Sometimes a wandering mind can render direction or distance guidance virtually useless. For in restraining oneself from scheduling a designated path to a destination, interesting sidetrack discoveries surprisingly appear. So as Ruth and I observed cool, sunny weather, as we reached the most northerly portions of our recent cruise along the Atlantic seaboard, we opted to ignore guided tour temptations and simply walk on our own ashore.

Spontaneous sightings quickly arose then along our itinerary of one day stopovers in maritime Canada. Along the shoreline, a festive, local flavor took place as we ambled short distances from our cruise ship. Further inland, our steep climbs uphill would find immediate rewards of spectacular panoramas of downtown skylines. Wandering around through “Old Town” districts, we savored authentic treasures along narrow streets reminiscent of past British rule. To slow down our pace in the rising heat of summer afternoon, a shaded park bench to rest inspired captivating glimpses of nature’s glory. Heading back to our ship with some time to shop, we feasted our eyes on inexpensive buys at outdoor markets filled with eager local merchants.

In the spirit of these serendipitous cruise memories, then, I thus offer the following photographs for your enjoyment.

SAINT JOHN, NEW BRUNSWICK

As we exited our cruise ship in Saint John Harbor, I immediately noticed the fresh summer profusion of summer flowers lining streets into downtown on this quiet summer morning.

Taking a short but challenging hike uphill, Trinity Church remains as an impressive landmark of past British Loyalism in St. John.

Nearby the church, we took a short rest surrounded by the eerie sight of the Old Loyalist Burial Ground.

Touring City Market, we noticed an old industrial warehouse now functioned as a bustling shopping corridor for local wares.

We also admired the authentic mercantile artifacts exhibited at historic Barbour’s Country Store.

Returning downhill to our ship, trendy Market Square Convention Center returned our mindset to the gentrified world of modern 21st century design. Why then would I forego my cellphone for a British phone booth in making a call ?

HALIFAX, NOVA SCOTIA

Offering a distinctive multicultural “feel”, our walking tour in midweek began with a curious stroll along the the Halifax Harbor “Green” for a taste of the town’ festive summer spirit.

On this cool, sunny morning, an aspiring teenage trombonist played a song for us to accentuate the “electric” Canadian vibes we were feeling then.

Occupying the strategic high ground of the city, Halifax Citadel remains as a symbolic landmark, marking over two hundred years of Canadian military history. The sentry shown in the photo below put on quite a “tourist friendly” show.

Still functioning as a thriving gathering point in Halifax, we ducked into the Public Gardens in midday to escape the busy downtown crowds. A lazy walk through the park revealed an intricately designed ground pleasantly dotted with manicured gardens, Victorian era sculptures, and a slow moving stream.

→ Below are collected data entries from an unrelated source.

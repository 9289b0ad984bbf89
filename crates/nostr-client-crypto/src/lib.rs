//! Event hashing and BIP-340 schnorr signing/verification over secp256k1.

pub mod error;
pub mod hash;
pub mod sign;

pub use error::CryptoError;
pub use hash::{compute_event_id, StreamHasher};
pub use sign::{derive_public_key, generate_keypair, sign_event, verify, verify_event_signature, Signer};
//! NIP-01 wire message encoding/decoding: the JSON tuple framing for both
//! client→relay and relay→client directions.

pub mod client_message;
pub mod error;
pub mod relay_message;

pub use client_message::ClientMessage;
pub use error::DecodeError;
pub use relay_message::RelayMessage;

Returning to our ship along a quiet side street, I attentively noted the pleasing sight of these colorful matching sets in row houses and doors.

SYDNEY, NOVA SCOTIA

Sailing into remote Glace Bay on Cape Breton Island to Sydney, we did not anticipate such a spirited community welcome for the arrival of cruise passengers.

As we hiked inland along Ferry Street to a Provincial Park on a cool afternoon, we soon realized that this pleasant spot along an inland river had once been the unsightly industrial scene of a iron and steel production yard/facility..

At the Old Town Hall Heritage Museum, historic memorabilia vividly displayed the struggles and triumphs of Sydney’s proud citizens to remain an independent municipality amidst political upheaval resulting from an unfolding environmental crisis.

Through the eyes of a local child, Sydney today, remains a beautifully inviting place to live.